• WORK INSTRUCTIONS: The data that follows should be copied out exactly.

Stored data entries
/// Application state and router builder
///
/// This module defines the shared application state and provides
/// a function to build the Axum router with all routes and middleware.
///
/// # Example
///
/// ```no_run
/// use enclave_api::{app::AppState, config::Config, notifier::build_notifier};
/// use sqlx::PgPool;
///
/// # async fn example() -> anyhow::Result<()> {
/// let config = Config::from_env()?;
/// let pool = PgPool::connect(&config.database.url).await?;
/// let notifier = build_notifier(&config.notify);
/// let state = AppState::new(pool, config, notifier);
/// let app = enclave_api::app::build_router(state);
/// # Ok(())
/// # }
/// ```

use crate::config::Config;
use axum::{
    extract::Request,
    middleware::Next,
    response::Response,
    routing::{get, post},
    Router,
};
use enclave_shared::auth::{jwt, middleware::AuthContext};
use enclave_shared::notify::Notifier;
use enclave_shared::workflow::MembershipWorkflow;
use sqlx::PgPool;
use std::sync::Arc;
use tower_http::{
    cors::CorsLayer,
    trace::{DefaultMakeSpan, DefaultOnResponse, TraceLayer},
};
use tracing::Level;

/// Shared application state
///
/// This is cloned for each request handler via Axum's `State` extractor.
/// Uses Arc internally for cheap cloning.
#[derive(Clone)]
pub struct AppState {
    /// Database connection pool
    pub db: PgPool,

    /// Application configuration
    pub config: Arc<Config>,

    /// The membership workflow engine
    pub workflow: MembershipWorkflow,
}

impl AppState {
    /// Creates new application state
    pub fn new(db: PgPool, config: Config, notifier: Arc<dyn Notifier>) -> Self {
        let workflow = MembershipWorkflow::new(db.clone(), notifier);
        Self {
            db,
            config: Arc::new(config),
            workflow,
        }
    }

    /// Gets JWT secret for token operations
    pub fn jwt_secret(&self) -> &str {
        &self.config.jwt.secret
    }
}

/// Builds the complete Axum router with all routes and middleware
///
/// # Architecture
///
/// The router is organized as follows:
/// ```text
/// /
/// ├── /health                          # Health check (public)
/// ├── /v1/                             # API v1 (versioned)
/// │   ├── /auth/                       # Authentication (public)
/// │   │   ├── POST /register
/// │   │   ├── POST /login
/// │   │   └── POST /refresh
/// │   ├── /membership/                 # Applicant surface (authenticated)
/// │   │   ├── POST /apply
/// │   │   └── GET  /status
/// │   ├── /admin/                      # Review surface (authenticated, admin)
/// │   │   ├── GET  /applications
/// │   │   └── POST /applications/:id/decide
/// │   └── /members/                    # Member-only surface (stage-gated)
/// │       └── GET  /directory
/// ```
///
/// # Middleware Stack
///
/// Applied in order (bottom to top):
/// 1. Logging (tower-http TraceLayer)
/// 2. CORS (tower-http CorsLayer)
/// 3. Authentication (per-route basis)
pub fn build_router(state: AppState) -> Router {
    use crate::routes;

    // Health check (public, no auth)
    let health_routes = Router::new().route("/health", get(routes::health::health_check));

    // Auth routes (public, no auth required)
    let auth_routes = Router::new()
        .route("/register", post(routes::auth::register))
        .route("/login", post(routes::auth::login))
        .route("/refresh", post(routes::auth::refresh));

    // Applicant-facing membership routes (require JWT)
    let membership_routes = Router::new()
        .route("/apply", post(routes::membership::apply))
        .route("/status", get(routes::membership::status))
        .layer(axum::middleware::from_fn_with_state(
            state.clone(),
            jwt_auth_layer,
        ));

    // Review routes (require JWT; the handlers enforce the admin role)
    let admin_routes = Router::new()
        .route("/applications", get(routes::admin::list_applications))
        .route(
            "/applications/:id/decide",
            post(routes::admin::decide_application),
        )
        .layer(axum::middleware::from_fn_with_state(
            state.clone(),
            jwt_auth_layer,
        ));

    // Member-only routes (require JWT; the handlers gate on membership stage)
    let member_routes = Router::new()
        .route("/directory", get(routes::members::directory))
        .layer(axum::middleware::from_fn_with_state(
            state.clone(),
            jwt_auth_layer,
        ));

    // Build complete v1 API
    let v1_routes = Router::new()
        .nest("/auth", auth_routes)
        .nest("/membership", membership_routes)
        .nest("/admin", admin_routes)
        .nest("/members", member_routes);

    // Combine all routes with middleware stack
    Router::new()
        .merge(health_routes)
        .nest("/v1", v1_routes)
        .layer(
            TraceLayer::new_for_http()
                .make_span_with(DefaultMakeSpan::new().level(Level::INFO))
                .on_response(DefaultOnResponse::new().level(Level::INFO)),
        )
        .layer(CorsLayer::permissive())
        .with_state(state)
}

/// JWT authentication middleware layer
///
/// Extracts and validates the JWT from the Authorization header,
/// then injects [`AuthContext`] into request extensions.
async fn jwt_auth_layer(
    state: axum::extract::State<AppState>,
    mut req: Request,
    next: Next,
) -> Result<Response, crate::error::ApiError> {
    let auth_header = req
        .headers()
        .get(axum::http::header::AUTHORIZATION)
        .and_then(|v| v.to_str().ok())
        .ok_or_else(|| {
            crate::error::ApiError::Unauthorized("Missing authorization header".to_string())
        })?;

    let token = auth_header
        .strip_prefix("Bearer ")
        .ok_or_else(|| crate::error::ApiError::BadRequest("Expected Bearer token".to_string()))?;

    let claims = jwt::validate_access_token(token, state.jwt_secret())?;

    let auth_context = AuthContext::from_jwt(claims.sub, claims.role);
    req.extensions_mut().insert(auth_context);

    Ok(next.run(req).await)
}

• EXERCISE SOLUTION:
/// Application state and router builder
///
/// This module defines the shared application state and provides
/// a function to build the Axum router with all routes and middleware.
///
/// # Example
///
/// ```no_run
/// use enclave_api::{app::AppState, config::Config, notifier::build_notifier};
/// use sqlx::PgPool;
///
/// # async fn example() -> anyhow::Result<()> {
/// let config = Config::from_env()?;
/// let pool = PgPool::connect(&config.database.url).await?;
/// let notifier = build_notifier(&config.notify);
/// let state = AppState::new(pool, config, notifier);
/// let app = enclave_api::app::build_router(state);
/// # Ok(())
/// # }
/// ```

use crate::config::Config;
use axum::{
    extract::Request,
    middleware::Next,
    response::Response,
    routing::{get, post},
    Router,
};
use enclave_shared::auth::{jwt, middleware::AuthContext};
use enclave_shared::notify::Notifier;
use enclave_shared::workflow::MembershipWorkflow;
use sqlx::PgPool;
use std::sync::Arc;
use tower_http::{
    cors::CorsLayer,
    trace::{DefaultMakeSpan, DefaultOnResponse, TraceLayer},
};
use tracing::Level;

/// Shared application state
///
/// This is cloned for each request handler via Axum's `State` extractor.
/// Uses Arc internally for cheap cloning.
#[derive(Clone)]
pub struct AppState {
    /// Database connection pool
    pub db: PgPool,

    /// Application configuration
    pub config: Arc<Config>,

    /// The membership workflow engine
    pub workflow: MembershipWorkflow,
}

impl AppState {
    /// Creates new application state
    pub fn new(db: PgPool, config: Config, notifier: Arc<dyn Notifier>) -> Self {
        let workflow = MembershipWorkflow::new(db.clone(), notifier);
        Self {
            db,
            config: Arc::new(config),
            workflow,
        }
    }

    /// Gets JWT secret for token operations
    pub fn jwt_secret(&self) -> &str {
        &self.config.jwt.secret
    }
}

/// Builds the complete Axum router with all routes and middleware
///
/// # Architecture
///
/// The router is organized as follows:
/// ```text
/// /
/// ├── /health                          # Health check (public)
/// ├── /v1/                             # API v1 (versioned)
/// │   ├── /auth/                       # Authentication (public)
/// │   │   ├── POST /register
/// │   │   ├── POST /login
/// │   │   └── POST /refresh
/// │   ├── /membership/                 # Applicant surface (authenticated)
/// │   │   ├── POST /apply
/// │   │   └── GET  /status
/// │   ├── /admin/                      # Review surface (authenticated, admin)
/// │   │   ├── GET  /applications
/// │   │   └── POST /applications/:id/decide
/// │   └── /members/                    # Member-only surface (stage-gated)
/// │       └── GET  /directory
/// ```
///
/// # Middleware Stack
///
/// Applied in order (bottom to top):
/// 1. Logging (tower-http TraceLayer)
/// 2. CORS (tower-http CorsLayer)
/// 3. Authentication (per-route basis)
pub fn build_router(state: AppState) -> Router {
    use crate::routes;

    // Health check (public, no auth)
    let health_routes = Router::new().route("/health", get(routes::health::health_check));

    // Auth routes (public, no auth required)
    let auth_routes = Router::new()
        .route("/register", post(routes::auth::register))
        .route("/login", post(routes::auth::login))
        .route("/refresh", post(routes::auth::refresh));

    // Applicant-facing membership routes (require JWT)
    let membership_routes = Router::new()
        .route("/apply", post(routes::membership::apply))
        .route("/status", get(routes::membership::status))
        .layer(axum::middleware::from_fn_with_state(
            state.clone(),
            jwt_auth_layer,
        ));

    // Review routes (require JWT; the handlers enforce the admin role)
    let admin_routes = Router::new()
        .route("/applications", get(routes::admin::list_applications))
        .route(
            "/applications/:id/decide",
            post(routes::admin::decide_application),
        )
        .layer(axum::middleware::from_fn_with_state(
            state.clone(),
            jwt_auth_layer,
        ));

    // Member-only routes (require JWT; the handlers gate on membership stage)
    let member_routes = Router::new()
        .route("/directory", get(routes::members::directory))
        .layer(axum::middleware::from_fn_with_state(
            state.clone(),
            jwt_auth_layer,
        ));

    // Build complete v1 API
    let v1_routes = Router::new()
        .nest("/auth", auth_routes)
        .nest("/membership", membership_routes)
        .nest("/admin", admin_routes)
        .nest("/members", member_routes);

    // Combine all routes with middleware stack
    Router::new()
        .merge(health_routes)
        .nest("/v1", v1_routes)
        .layer(
            TraceLayer::new_for_http()
                .make_span_with(DefaultMakeSpan::new().level(Level::INFO))
                .on_response(DefaultOnResponse::new().level(Level::INFO)),
        )
        .layer(CorsLayer::permissive())
        .with_state(state)
}

/// JWT authentication middleware layer
///
/// Extracts and validates the JWT from the Authorization header,
/// then injects [`AuthContext`] into request extensions.
async fn jwt_auth_layer(
    state: axum::extract::State<AppState>,
    mut req: Request,
    next: Next,
) -> Result<Response, crate::error::ApiError> {
    let auth_header = req
        .headers()
        .get(axum::http::header::AUTHORIZATION)
        .and_then(|v| v.to_str().ok())
        .ok_or_else(|| {
            crate::error::ApiError::Unauthorized("Missing authorization header".to_string())
        })?;

    let token = auth_header
        .strip_prefix("Bearer ")
        .ok_or_else(|| crate::error::ApiError::BadRequest("Expected Bearer token".to_string()))?;

    let claims = jwt::validate_access_token(token, state.jwt_secret())?;

    let auth_context = AuthContext::from_jwt(claims.sub, claims.role);
    req.extensions_mut().insert(auth_context);

    Ok(next.run(req).await)
}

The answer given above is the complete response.